Leisha spoke slowly and deliberately. “I think you’re involved with them because you don’t have anything else to do. I think you think it’s interesting .” This last word was sarcastic enough for two or three words. “And it’s not interesting at all. It is sordid and disgusting.” Her nostrils dilated.
“How dare you?” said Susan. “How dare you judge me?”
Susan opened her eyes and contemplated the maniacal outline of a feathered hat hanging on Bobby’s coatrack. In retrospect she had to admit that part of her anger had come from the element of truth in Leisha’s last accusation. But Stef and Anna had been interesting to her at the time; and anyway, how dare she indeed?
Susan turned over in bed. Their fantasies had changed, their tastes in props had diverged, and neither one could satisfy the other’s needs any longer. Since what they were inside didn’t matter, they separated. Susan had ended a chapter in her life, and doubtless it had felt the same to Leisha, who probably saw their friendship as a symbol of bad living and delusion.
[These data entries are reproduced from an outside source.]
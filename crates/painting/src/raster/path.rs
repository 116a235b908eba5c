//! Path accumulation with canvas semantics on top of `kurbo::BezPath`

use kurbo::{BezPath, PathEl, Shape};

use crate::types::Point;

/// Maximum deviation in pixels between a curve and its flattened polyline
const FLATTEN_TOLERANCE: f64 = 0.25;

/// One flattened subpath
#[derive(Debug, Clone, Default, PartialEq)]
pub struct Subpath {
    pub points: Vec<Point>,
    pub closed: bool,
}

impl Subpath {
    /// Straight segments to stroke, including the closing segment
    pub fn segments(&self) -> impl Iterator<Item = (Point, Point)> + '_ {
        let closing = if self.closed && self.points.len() > 2 {
            self.points.last().copied().zip(self.points.first().copied())
        } else {
            None
        };
        self.points.windows(2).map(|w| (w[0], w[1])).chain(closing)
    }

    /// Edges to fill; an open subpath is closed implicitly
    pub fn fill_edges(&self) -> impl Iterator<Item = (Point, Point)> + '_ {
        let n = if self.points.len() > 2 { self.points.len() } else { 0 };
        (0..n).map(move |i| (self.points[i], self.points[(i + 1) % n]))
    }
}

/// The path built between two `begin_path` calls
#[derive(Debug, Clone, Default)]
pub struct Path {
    bez: BezPath,
    /// First point of the open subpath, where `close` returns to
    start: Option<Point>,
    current: Option<Point>,
}

impl Path {
    pub fn new() -> Self {
        Self::default()
    }

    pub fn clear(&mut self) {
        *self = Self::default();
    }

    /// True when nothing would be stroked or filled
    pub fn is_empty(&self) -> bool {
        self.bez.segments().next().is_none()
    }

    pub fn as_bez_path(&self) -> &BezPath {
        &self.bez
    }

    pub fn current_point(&self) -> Option<Point> {
        self.current
    }

    pub fn move_to(&mut self, point: Point) {
        self.bez.move_to(point);
        self.start = Some(point);
        self.current = Some(point);
    }

    /// With no current point this behaves as `move_to`
    pub fn line_to(&mut self, point: Point) {
        if self.current.is_none() {
            self.move_to(point);
            return;
        }
        self.bez.line_to(point);
        self.current = Some(point);
    }

    /// With no current point the curve starts at its control point
    pub fn quadratic_curve_to(&mut self, control: Point, to: Point) {
        if self.current.is_none() {
            self.move_to(control);
        }
        self.bez.quad_to(control, to);
        self.current = Some(to);
    }

    /// Close the open subpath; drawing continues from its first point
    pub fn close(&mut self) {
        let Some(start) = self.start else {
            return;
        };
        self.bez.close_path();
        self.bez.move_to(start);
        self.current = Some(start);
    }

    /// Bounding box (min, max) of the drawable geometry
    pub fn bounds(&self) -> Option<(Point, Point)> {
        if self.is_empty() {
            return None;
        }
        let rect = self.bez.bounding_box();
        Some((Point::from(rect.origin()), Point::new(rect.x1 as f32, rect.y1 as f32)))
    }

    /// Curves replaced by polylines, one entry per subpath
    pub fn flattened(&self) -> Vec<Subpath> {
        let mut subpaths: Vec<Subpath> = Vec::new();
        kurbo::flatten(self.bez.iter(), FLATTEN_TOLERANCE, |el| match el {
            PathEl::MoveTo(p) => subpaths.push(Subpath {
                points: vec![p.into()],
                closed: false,
            }),
            PathEl::LineTo(p) => match subpaths.last_mut() {
                Some(subpath) => subpath.points.push(p.into()),
                None => subpaths.push(Subpath {
                    points: vec![p.into()],
                    closed: false,
                }),
            },
            PathEl::ClosePath => {
                if let Some(subpath) = subpaths.last_mut() {
                    subpath.closed = true;
                }
            }
            // flatten only emits moves, lines and closes
            PathEl::QuadTo(..) | PathEl::CurveTo(..) => {}
        });
        subpaths.retain(|s| s.points.len() > 1);
        subpaths
    }
}

#[cfg(test)]
mod tests {
    use super::*;

    fn segment_count(path: &Path) -> usize {
        path.flattened().iter().map(|s| s.segments().count()).sum()
    }

    #[test]
    fn test_line_to_without_current_point_moves() {
        let mut path = Path::new();
        path.line_to(Point::new(5.0, 5.0));
        assert!(path.is_empty());
        assert_eq!(path.current_point(), Some(Point::new(5.0, 5.0)));

        path.line_to(Point::new(10.0, 5.0));
        assert_eq!(segment_count(&path), 1);
    }

    #[test]
    fn test_quadratic_flattens_onto_target() {
        let mut path = Path::new();
        path.move_to(Point::new(0.0, 0.0));
        path.quadratic_curve_to(Point::new(50.0, 50.0), Point::new(100.0, 0.0));

        let subpaths = path.flattened();
        assert_eq!(subpaths.len(), 1);
        let points = &subpaths[0].points;
        assert!(points.len() > 2);
        assert_eq!(*points.last().unwrap(), Point::new(100.0, 0.0));
        // The apex sits halfway to the control point
        let apex = points.iter().map(|p| p.y).fold(0.0f32, f32::max);
        assert!((apex - 25.0).abs() < 0.5);
    }

    #[test]
    fn test_close_adds_closing_segment() {
        let mut path = Path::new();
        path.move_to(Point::new(0.0, 0.0));
        path.line_to(Point::new(10.0, 0.0));
        path.line_to(Point::new(10.0, 10.0));
        path.close();
        assert_eq!(segment_count(&path), 3);
        assert_eq!(path.current_point(), Some(Point::new(0.0, 0.0)));

        // Drawing after close starts from the first point
        path.line_to(Point::new(0.0, 10.0));
        let subpaths = path.flattened();
        assert_eq!(subpaths.len(), 2);
        assert_eq!(subpaths[1].points[0], Point::new(0.0, 0.0));
    }

    #[test]
    fn test_bounds() {
        let mut path = Path::new();
        assert!(path.bounds().is_none());
        path.move_to(Point::new(3.0, 8.0));
        assert!(path.bounds().is_none());
        path.line_to(Point::new(-2.0, 4.0));
        let (min, max) = path.bounds().unwrap();
        assert_eq!(min, Point::new(-2.0, 4.0));
        assert_eq!(max, Point::new(3.0, 8.0));
    }

    #[test]
    fn test_fill_edges_close_implicitly() {
        let mut path = Path::new();
        path.move_to(Point::new(0.0, 0.0));
        path.line_to(Point::new(10.0, 0.0));
        path.line_to(Point::new(0.0, 10.0));
        let subpaths = path.flattened();
        assert_eq!(subpaths[0].fill_edges().count(), 3);
        assert_eq!(subpaths[0].segments().count(), 2);
    }
}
Leisha had sent Susan the engraved wedding invitation a week after their discussion. (“The honor of your presence is requested at the marriage of …”) Susan had said “How beautiful” to her empty apartment and summarily shredded the card.
Susan turned over again. Still, she wished she knew where Leisha was. She would like to talk to her. She remembered the time they had gone dancing one summer. They had danced for hours in a hot, damp place, until they collapsed in each other’s arms, Leisha’s small, sweating, palpitating chest pressed against hers. She remembered having the almost tangible sensation that they were creatures with delicate invisible feelers waving between them, sending tenderness and warmth from one to the other.